Description of the task: A complete answer lists every line of the material where the string "Deserialize" occurs.

....................

//! WHIP ingest and WHEP egress handlers.
//!
//! The client POSTs an `application/sdp` offer and receives the answer in
//! the `201 Created` body, with the session resource in `Location`. DELETE on
//! that resource ends the session.
//!
//! - `POST /whip/productions/{id}/lines/{line_id}?username=`
//! - `POST /whep/productions/{id}/lines/{line_id}?username=`
//! - `DELETE /whip/sessions/{id}`, `DELETE /whep/sessions/{id}`

use crate::directory::SessionKind;
use crate::errors::IntercomError;
use crate::routes::AppState;
use axum::{
    body::Bytes,
    extract::{Path, Query, State},
    http::{header, HeaderMap, StatusCode},
    response::{IntoResponse, Response},
};
use common::types::{LineId, ProductionId, SessionId};
use serde::Deserialize;
use std::sync::Arc;
use tracing::{info, instrument};

pub const SDP_CONTENT_TYPE: &str = "application/sdp";

#[derive(Debug, Default, Deserialize)]
pub struct IngestQuery {
    pub username: Option<String>,
}

fn resource_prefix(kind: SessionKind) -> &'static str {
    match kind {
        SessionKind::Whep => "/whep",
        SessionKind::Whip | SessionKind::Legacy => "/whip",
    }
}

fn sdp_body(headers: &HeaderMap, body: &Bytes) -> Result<String, IntercomError> {
    let content_type = headers
        .get(header::CONTENT_TYPE)
        .and_then(|v| v.to_str().ok())
        .unwrap_or_default();
    if !content_type.starts_with(SDP_CONTENT_TYPE) {
        return Err(IntercomError::BadRequest(format!(
            "expected {SDP_CONTENT_TYPE} body"
        )));
    }
    let offer = std::str::from_utf8(body)
        .map_err(|_| IntercomError::BadRequest("SDP offer is not UTF-8".to_string()))?;
    if offer.trim().is_empty() {
        return Err(IntercomError::BadRequest("SDP offer is empty".to_string()));
    }
    Ok(offer.to_string())
}

async fn create_resource(
    state: &AppState,
    kind: SessionKind,
    production_id: ProductionId,
    line_id: LineId,
    query: IngestQuery,
    headers: &HeaderMap,
    body: &Bytes,
) -> Result<Response, IntercomError> {
    let offer = sdp_body(headers, body)?;
    let username = query
        .username
        .filter(|u| !u.trim().is_empty())
        .unwrap_or_else(|| kind.as_str().to_string());

    let created = state
        .orchestrator
        .create_ingest_session(production_id, line_id, &username, &offer, kind)
        .await?;

    let location = format!("{}/sessions/{}", resource_prefix(kind), created.session_id);
    info!(
        target: "intercom.handlers.whip",
        session_id = %created.session_id,
        kind = kind.as_str(),
        "Ingest resource created"
    );

    Ok((
        StatusCode::CREATED,
        [
            (header::CONTENT_TYPE, SDP_CONTENT_TYPE.to_string()),
            (header::LOCATION, location),
        ],
        created.sdp,
    )
        .into_response())
}

async fn delete_resource(
    state: &AppState,
    kind: SessionKind,
    session_id: SessionId,
) -> Result<StatusCode, IntercomError> {
    let session = state.orchestrator.directory().get_session(session_id)?;
    if session.kind != kind {
        return Err(IntercomError::SessionNotFound(session_id.to_string()));
    }
    state.orchestrator.delete_session(session_id).await?;
    Ok(StatusCode::OK)
}

#[instrument(skip_all, name = "intercom.whip.create", fields(production_id = %production_id, line_id = %line_id))]
pub async fn create_whip(
    State(state): State<Arc<AppState>>,
    Path((production_id, line_id)): Path<(ProductionId, LineId)>,
    Query(query): Query<IngestQuery>,
    headers: HeaderMap,
    body: Bytes,
) -> Result<Response, IntercomError> {
    create_resource(&state, SessionKind::Whip, production_id, line_id, query, &headers, &body).await
}

#[instrument(skip_all, name = "intercom.whep.create", fields(production_id = %production_id, line_id = %line_id))]
pub async fn create_whep(
    State(state): State<Arc<AppState>>,
    Path((production_id, line_id)): Path<(ProductionId, LineId)>,
    Query(query): Query<IngestQuery>,
    headers: HeaderMap,
    body: Bytes,
) -> Result<Response, IntercomError> {
    create_resource(&state, SessionKind::Whep, production_id, line_id, query, &headers, &body).await
}

#[instrument(skip_all, name = "intercom.whip.delete", fields(session_id = %session_id))]
pub async fn delete_whip(
    State(state): State<Arc<AppState>>,
    Path(session_id): Path<SessionId>,
) -> Result<StatusCode, IntercomError> {
    delete_resource(&state, SessionKind::Whip, session_id).await
}

#[instrument(skip_all, name = "intercom.whep.delete", fields(session_id = %session_id))]
pub async fn delete_whep(
    State(state): State<Arc<AppState>>,
    Path(session_id): Path<SessionId>,
) -> Result<StatusCode, IntercomError> {
    delete_resource(&state, SessionKind::Whep, session_id).await
}
//! Bridge status poller background task.
//!
//! Lists the bridge's conferences on a fixed interval and logs endpoints
//! whose ICE or DTLS transport has failed. Runs apart from the session
//! sweeper so bridge latency never delays liveness tracking.

use crate::bridge::MediaBridge;
use crate::observability::metrics;
use std::sync::Arc;
use std::time::Duration;
use tokio_util::sync::CancellationToken;
use tracing::{info, instrument, warn};

/// Poll every conference once. Returns the number of failed endpoints.
pub async fn check_bridge_status(bridge: &dyn MediaBridge) -> usize {
    let mut failed = 0;
    for conference_id in bridge.list_conferences().await {
        for endpoint in bridge.get_conference_detail(&conference_id).await {
            if endpoint.is_failed() {
                failed += 1;
                warn!(
                    target: "intercom.task.bridge_status",
                    conference_id = %conference_id,
                    endpoint_id = %endpoint.id,
                    ice_state = %endpoint.ice_state,
                    dtls_state = %endpoint.dtls_state,
                    "Bridge endpoint transport failed"
                );
            }
        }
    }
    failed
}

/// Start the bridge status poller.
///
/// # Arguments
///
/// * `bridge` - Bridge to poll; list/detail failures read as empty
/// * `interval` - Time between polls
/// * `cancel_token` - Token for graceful shutdown
#[instrument(skip_all, name = "intercom.task.bridge_status")]
pub async fn start_bridge_status_poller(
    bridge: Arc<dyn MediaBridge>,
    interval: Duration,
    cancel_token: CancellationToken,
) {
    info!(
        target: "intercom.task.bridge_status",
        interval_seconds = interval.as_secs(),
        "Starting bridge status poller"
    );

    let mut ticker = tokio::time::interval(interval);

    loop {
        tokio::select! {
            _ = ticker.tick() => {
                let failed = check_bridge_status(bridge.as_ref()).await;
                metrics::set_bridge_failed_endpoints(failed);
            }
            _ = cancel_token.cancelled() => {
                info!(
                    target: "intercom.task.bridge_status",
                    "Bridge status poller received shutdown signal, exiting"
                );
                break;
            }
        }
    }

    info!(target: "intercom.task.bridge_status", "Bridge status poller stopped");
}
impl Orchestrator {
    pub fn new(
        bridge: Arc<dyn MediaBridge>,
        directory: Arc<SessionDirectory>,
        serializer: RequestSerializer,
    ) -> Self {
        Self {
            bridge,
            directory,
            serializer,
            endpoint_idle_timeout_seconds: DEFAULT_ENDPOINT_IDLE_TIMEOUT_SECONDS,
        }
    }

    /// Idle timeout requested for every allocated endpoint.
    #[must_use]
    pub fn with_endpoint_idle_timeout(mut self, seconds: u64) -> Self {
        self.endpoint_idle_timeout_seconds = seconds;
        self
    }

    pub fn directory(&self) -> &Arc<SessionDirectory> {
        &self.directory
    }

    /// Return the line's live conference, allocating one if the stored id is
    /// missing or no longer known to the bridge.
    ///
    /// A failed conference listing reads as "no conferences", so the line is
    /// given a new one rather than failing.
    #[instrument(skip_all, fields(production_id = %production_id, line_id = %line_id))]
    pub async fn ensure_line_conference(
        &self,
        production_id: ProductionId,
        line_id: LineId,
    ) -> Result<String, IntercomError> {
        let bridge = Arc::clone(&self.bridge);
        let directory = Arc::clone(&self.directory);

        self.serializer
            .enqueue(move || async move {
                let line = directory.get_line(production_id, line_id).await?;
                let active = bridge.list_conferences().await;

                if let Some(existing) = line
                    .bridge_conference_id
                    .filter(|id| active.iter().any(|a| a == id))
                {
                    debug!(
                        target: "intercom.orchestrator",
                        conference_id = %existing,
                        "Reusing line conference"
                    );
                    metrics::record_line_conference("reused");
                    return Ok(existing);
                }

                let conference_id = bridge.allocate_conference().await?;
                directory
                    .set_line_conference_id(production_id, line_id, conference_id.clone())
                    .await?;

                info!(
                    target: "intercom.orchestrator",
                    production_id = %production_id,
                    line_id = %line_id,
                    conference_id = %conference_id,
                    "Allocated line conference"
                );
                metrics::record_line_conference("allocated");
                Ok::<_, IntercomError>(conference_id)
            })
            .await
    }

    #[instrument(skip_all, fields(conference_id = %conference_id, endpoint_id = %endpoint_id))]
    pub async fn create_endpoint(
        &self,
        conference_id: &str,
        endpoint_id: &str,
        allocation: &EndpointAllocation,
    ) -> Result<EndpointDescription, IntercomError> {
        self.bridge
            .allocate_endpoint(conference_id, endpoint_id, allocation)
            .await
    }

    /// Without an offer, build the server offer for `description`; nothing is
    /// sent to the bridge. With a client offer, configure the endpoint from
    /// it and answer.
    #[instrument(skip_all, fields(conference_id = %conference_id, endpoint_id = %endpoint_id))]
    pub async fn negotiate(
        &self,
        conference_id: &str,
        endpoint_id: &str,
        offer: Option<&str>,
        description: EndpointDescription,
    ) -> Result<Negotiated, IntercomError> {
        let Some(offer) = offer else {
            let sdp = negotiation::create_offer(&description)?;
            return Ok(Negotiated { sdp, description });
        };

        let configured = negotiation::configure_from_offer(&description, offer)?;
        self.bridge
            .configure_endpoint(conference_id, endpoint_id, &configured)
            .await?;
        let sdp = negotiation::create_answer(offer, &description)?;

        Ok(Negotiated {
            sdp,
            description: configured,
        })
    }

    /// Fold the client's answer into the session's endpoint and configure it.
    #[instrument(skip_all, fields(session_id = %session_id))]
    pub async fn submit_answer(
        &self,
        session_id: SessionId,
        answer: &str,
    ) -> Result<(), IntercomError> {
        let result = self.submit_answer_inner(session_id, answer).await;
        metrics::record_negotiation("answer", outcome(&result));
        result
    }

    async fn submit_answer_inner(
        &self,
        session_id: SessionId,
        answer: &str,
    ) -> Result<(), IntercomError> {
        let session = self.directory.get_session(session_id)?;
        if session.kind != SessionKind::Legacy {
            return Err(IntercomError::BadRequest(format!(
                "{} sessions are negotiated at creation",
                session.kind.as_str()
            )));
        }

        let updated = negotiation::apply_answer(&session.description, answer)?;
        self.bridge
            .configure_endpoint(&session.conference_id, &session.endpoint_id, &updated)
            .await?;
        self.directory.update_session_endpoint(session_id, updated)?;

        debug!(target: "intercom.orchestrator", session_id = %session_id, "Answer applied");
        Ok(())
    }

    /// Start a broker-offered session: the returned SDP is the offer the
    /// client must answer through [`Orchestrator::submit_answer`].
    #[instrument(skip_all, fields(production_id = %production_id, line_id = %line_id))]
    pub async fn create_session_offer(
        &self,
        production_id: ProductionId,
        line_id: LineId,
        username: &str,
    ) -> Result<SessionOffer, IntercomError> {
        let result = self
            .start_session(production_id, line_id, username, None, SessionKind::Legacy)
            .await;
        metrics::record_negotiation("offer", outcome(&result));
        result
    }

    /// Start a WHIP or WHEP session from the client's offer. The returned SDP
    /// is the answer.
    #[instrument(skip_all, fields(production_id = %production_id, line_id = %line_id, kind = kind.as_str()))]
    pub async fn create_ingest_session(
        &self,
        production_id: ProductionId,
        line_id: LineId,
        username: &str,
        offer: &str,
        kind: SessionKind,
    ) -> Result<SessionOffer, IntercomError> {
        let result = self
            .start_session(production_id, line_id, username, Some(offer), kind)
            .await;
        metrics::record_negotiation(kind.as_str(), outcome(&result));
        result
    }

    async fn start_session(
        &self,
        production_id: ProductionId,
        line_id: LineId,
        username: &str,
        offer: Option<&str>,
        kind: SessionKind,
    ) -> Result<SessionOffer, IntercomError> {
        let conference_id = self.ensure_line_conference(production_id, line_id).await?;

        let session_id = SessionId::new();
        let endpoint_id = session_id.to_string();
        let allocation = match kind {
            SessionKind::Legacy => {
                EndpointAllocation::audio_with_data(self.endpoint_idle_timeout_seconds)
            }
            SessionKind::Whip | SessionKind::Whep => {
                EndpointAllocation::ingest(self.endpoint_idle_timeout_seconds)
            }
        };

        let allocated = self
            .create_endpoint(&conference_id, &endpoint_id, &allocation)
            .await?;
        let negotiated = match self
            .negotiate(&conference_id, &endpoint_id, offer, allocated)
            .await
        {
            Ok(negotiated) => negotiated,
            Err(e) => {
                self.bridge
                    .expire_endpoint(&conference_id, &endpoint_id)
                    .await;
                return Err(e);
            }
        };

        self.directory.create_user_session(NewSession {
            session_id,
            production_id,
            line_id,
            name: username.to_string(),
            conference_id,
            endpoint_id,
            description: negotiated.description,
            kind,
        });

        info!(
            target: "intercom.orchestrator",
            session_id = %session_id,
            kind = kind.as_str(),
            "Session started"
        );
        Ok(SessionOffer {
            session_id,
            sdp: negotiated.sdp,
        })
    }

    /// Remove the session and release its bridge endpoint.
    #[instrument(skip_all, fields(session_id = %session_id))]
    pub async fn delete_session(&self, session_id: SessionId) -> Result<(), IntercomError> {
        let session = self.directory.delete_user_session(session_id)?;
        self.release_endpoints(std::slice::from_ref(&session)).await;
        Ok(())
    }

    /// Delete a production, releasing every endpoint its sessions held.
    #[instrument(skip_all, fields(production_id = %production_id))]
    pub async fn delete_production(&self, production_id: ProductionId) -> Result<(), IntercomError> {
        let removed = self.directory.delete_production(production_id).await?;
        self.release_endpoints(&removed).await;
        Ok(())
    }

    /// Delete a line, releasing every endpoint its sessions held.
    #[instrument(skip_all, fields(production_id = %production_id, line_id = %line_id))]
    pub async fn delete_line(
        &self,
        production_id: ProductionId,
        line_id: LineId,
    ) -> Result<(), IntercomError> {
        let removed = self.directory.delete_line(production_id, line_id).await?;
        self.release_endpoints(&removed).await;
        Ok(())
    }

    async fn release_endpoints(&self, sessions: &[UserSession]) {
        for session in sessions {
            self.bridge
                .expire_endpoint(&session.conference_id, &session.endpoint_id)
                .await;
        }
        if !sessions.is_empty() {
            debug!(
                target: "intercom.orchestrator",
                count = sessions.len(),
                "Released bridge endpoints"
            );
        }
    }

    /// Run one liveness sweep. Endpoints of reaped sessions are expired on a
    /// separate task so a slow bridge never delays the next sweep.
    pub fn sweep_sessions(&self, now: Instant) -> SweepReport {
        let report = self.directory.sweep(now);
        if !report.reaped.is_empty() {
            let bridge = Arc::clone(&self.bridge);
            let endpoints: Vec<(String, String)> = report
                .reaped
                .iter()
                .map(|s| (s.conference_id.clone(), s.endpoint_id.clone()))
                .collect();
            tokio::spawn(async move {
                for (conference_id, endpoint_id) in &endpoints {
                    bridge.expire_endpoint(conference_id, endpoint_id).await;
                }
                debug!(
                    target: "intercom.orchestrator",
                    count = endpoints.len(),
                    "Released endpoints of reaped sessions"
                );
            });
        }
        report
    }

    pub fn heartbeat(&self, session_id: SessionId) -> Result<(), IntercomError> {
        self.directory.record_heartbeat(session_id, Instant::now())
    }

    pub async fn list_participants(
        &self,
        production_id: ProductionId,
        line_id: LineId,
    ) -> Result<Vec<Participant>, IntercomError> {
        self.directory.get_line(production_id, line_id).await?;
        Ok(self.directory.get_users_for_line(production_id, line_id))
    }

    /// Long-poll the participant list: resolves on the next change or after
    /// `timeout` with the current list.
    pub async fn wait_for_participants(
        &self,
        production_id: ProductionId,
        line_id: LineId,
        timeout: Duration,
    ) -> Result<Vec<Participant>, IntercomError> {
        self.directory.get_line(production_id, line_id).await?;
        Ok(self
            .directory
            .wait_for_users_change(production_id, line_id, timeout)
            .await)
    }
}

....................

Solution:
use serde::Deserialize;
#[derive(Debug, Default, Deserialize)]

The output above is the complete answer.